To find the area of the surface created by rotating a function around the x-axis, we use the formula for surface area: \[ S = \int_a^b 2\pi f(x) \sqrt{1 + \left( f'(x) \right)^2} \,dx \] where \(f(x)\) is our function and \([a, b]\) is the interval of rotation.

2Step 2: Define the Function and Interval

Given the function \(f(x) = 2 \sqrt{1-x}\) and the interval \([-1, 0]\), these are the inputs for our surface area calculation. We need to find the derivative \(f'(x)\) for use in the formula.

3Step 3: Differentiate the Function

Differentiate the function \(f(x) = 2 \sqrt{1-x}\). Using the chain rule, \(f'(x) = \frac{-2}{2\sqrt{1-x}}\times (-1) = \frac{2}{2\sqrt{1-x}} = \frac{1}{\sqrt{1-x}}\).

4Step 4: Set Up the Surface Area Integral

Substitute \(f(x) = 2\sqrt{1-x}\) and \(f'(x) = \frac{1}{\sqrt{1-x}}\) into the surface area formula: \[ S = \int_{-1}^{0} 2\pi (2\sqrt{1-x}) \sqrt{1 + \left(\frac{1}{\sqrt{1-x}}\right)^2} \, dx \].

5Step 5: Simplify the Integral

Simplify \(\sqrt{1 + \left(\frac{1}{\sqrt{1-x}}\right)^2}\):\[ 1 + \left(\frac{1}{\sqrt{1-x}}\right)^2 = 1 + \frac{1}{1-x} = \frac{1-x + 1}{1-x} = \frac{2-x}{1-x} \]\[ \sqrt{\frac{2-x}{1-x}} = \frac{\sqrt{2-x}}{\sqrt{1-x}} \].

6Step 6: Calculate the Surface Integral

Substitute and simplify the integral. The integral becomes:\[ S = \int_{-1}^{0} 2\pi (2\sqrt{1-x}) \cdot \frac{\sqrt{2-x}}{\sqrt{1-x}} \, dx = 4\pi \int_{-1}^{0} \sqrt{2-x} \, dx \].

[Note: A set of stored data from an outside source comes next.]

// SPDX-License-Identifier: Apache-2.0 OR MIT
// Copyright (c) 2025-2026 naskel.com

//! Scheduler worker thread lifecycle.

use super::queue::{QueueSnapshot, TaskQueue};
use super::{SchedulerId, Task};
use crate::error::Result;
use parking_lot::Mutex;
use std::io;
use std::panic::{catch_unwind, AssertUnwindSafe};
use std::sync::atomic::Ordering;
use std::sync::Arc;
use std::thread::{self, JoinHandle};

/// Processes the tasks of one scheduler.
pub trait TaskHandler<T>: Send + 'static {
    /// Process one task. Errors are logged by the worker, never propagated.
    fn handle(&mut self, task: T) -> Result<()>;

    /// Release a task left in the queue at stop.
    ///
    /// Dropping the task releases everything it owns, including any
    /// rendezvous responder, so the default is enough for most handlers.
    fn discard(&mut self, task: T) {
        drop(task);
    }
}

/// A task queue plus the background thread draining it.
///
/// The worker owns the handler while running and hands it back through its
/// join handle, so leftovers can go through [`TaskHandler::discard`].
pub struct Scheduler<T: Task, H: TaskHandler<T>> {
    queue: Arc<TaskQueue<T>>,
    handle: Mutex<Option<JoinHandle<H>>>,
}

impl<T: Task, H: TaskHandler<T>> Scheduler<T, H> {
    /// Spawn the worker thread `"{owner}-{id}"`.
    ///
    /// # Errors
    ///
    /// Returns the OS error if the thread cannot be spawned.
    pub fn start(id: SchedulerId, owner: &str, handler: H) -> io::Result<Self> {
        Self::with_queue(Arc::new(TaskQueue::new(id)), owner, handler)
    }

    /// Spawn a worker over a queue created beforehand.
    ///
    /// Lets handlers hold producer handles to each other's queues.
    pub fn with_queue(queue: Arc<TaskQueue<T>>, owner: &str, handler: H) -> io::Result<Self> {
        let id = queue.id();
        let worker_queue = Arc::clone(&queue);

        let handle = thread::Builder::new()
            .name(format!("{}-{}", owner, id))
            .spawn(move || worker_loop(&worker_queue, handler))?;

        log::debug!("[{}] worker started for {}", id, owner);
        Ok(Self {
            queue,
            handle: Mutex::new(Some(handle)),
        })
    }

    #[inline]
    #[must_use]
    pub fn id(&self) -> SchedulerId {
        self.queue.id()
    }

    /// Enqueue a task; `false` if the scheduler is stopped.
    #[inline]
    pub fn push(&self, task: T) -> bool {
        self.queue.push(task)
    }

    #[must_use]
    pub fn is_running(&self) -> bool {
        self.queue.is_running()
    }

    #[must_use]
    pub fn metrics(&self) -> QueueSnapshot {
        self.queue.metrics().snapshot()
    }

    /// Stop the worker, join it and discard whatever is still queued.
    ///
    /// Idempotent. Called from this scheduler's own worker (a handler that
    /// stops its service), the queue is closed and emptied but the thread is
    /// detached instead of joined; it exits once the current task returns.
    pub fn stop(&self) {
        let Some(handle) = self.handle.lock().take() else {
            return;
        };
        self.queue.close();

        if handle.thread().id() == thread::current().id() {
            log::warn!("[{}] stopped from its own worker, detaching", self.id());
            // The handler is busy on this very stack; leftovers are dropped.
            drop(self.queue.drain());
            return;
        }

        match handle.join() {
            Ok(mut handler) => {
                for task in self.queue.drain() {
                    log::debug!("[{}] discarding {}", self.id(), task.kind());
                    handler.discard(task);
                }
            }
            Err(_) => {
                // Handler panics are caught per task; this is a loop bug.
                log::error!("[{}] worker thread panicked", self.id());
                drop(self.queue.drain());
            }
        }
        log::debug!("[{}] worker stopped", self.id());
    }
}

impl<T: Task, H: TaskHandler<T>> Drop for Scheduler<T, H> {
    fn drop(&mut self) {
        self.stop();
    }
}

fn worker_loop<T: Task, H: TaskHandler<T>>(queue: &TaskQueue<T>, mut handler: H) -> H {
    let id = queue.id();
    let metrics = queue.metrics();

    while let Some(task) = queue.pop_blocking() {
        let kind = task.kind();
        log::trace!("[{}] dispatch {}", id, kind);

        match catch_unwind(AssertUnwindSafe(|| handler.handle(task))) {
            Ok(Ok(())) => {
                metrics.handled.fetch_add(1, Ordering::Relaxed);
            }
            Ok(Err(e)) => {
                metrics.failed.fetch_add(1, Ordering::Relaxed);
                log::warn!("[{}] {} failed: {}", id, kind, e);
            }
            Err(_) => {
                metrics.failed.fetch_add(1, Ordering::Relaxed);
                metrics.panicked.fetch_add(1, Ordering::Relaxed);
                log::error!("[{}] {} handler panicked", id, kind);
            }
        }
    }

    handler
}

7Step 7: Solve the Integral

To solve \(\int \sqrt{2-x} \, dx\), substitute \(u=2-x\), which gives \(du = -dx\). The bounds change accordingly:\[ \int_{-1}^{0} \sqrt{2-x} \, dx = -\int_{3}^{2} \sqrt{u} \, du = -\left. \frac{2}{3} u^{3/2} \right|_{3}^{2}\].

8Step 8: Evaluate the Expression

Evaluate the integral:\[ -\left( \frac{2}{3} \times 2^{3/2} - \frac{2}{3} \times 3^{3/2} \right) \].This simplifies to:\[ \frac{2}{3} (3\sqrt{3} - 2\sqrt{2}) \].

9Step 9: Multiply by 4π and Conclude

Finally, multiply the result by \(4\pi\) to obtain the surface area:\[ S = 4\pi \times \frac{2}{3} (3\sqrt{3} - 2\sqrt{2}) \] = \[ \frac{8\pi}{3} (3\sqrt{3} - 2\sqrt{2}) \].

Key Concepts

Surface Area of RevolutionDifferentiationSurface IntegralChain Rule

Surface Area of Revolution

When a function is rotated around the x-axis, it creates a surface of revolution. To find the surface area of this revolution, we use a specific formula:

Formally, it is expressed as \( S = \int_a^b 2\pi f(x) \sqrt{1 + \left( f'(x) \right)^2} \,dx \).
This integral helps us measure the 'wrapping' that occurs as the function sweeps through space.
The term \(2\pi f(x)\) accounts for the circumference of the circle formed by rotating the function around the x-axis.
The expression \(\sqrt{1 + \left( f'(x) \right)^2}\) compensates for the steepness or slant of the curve itself.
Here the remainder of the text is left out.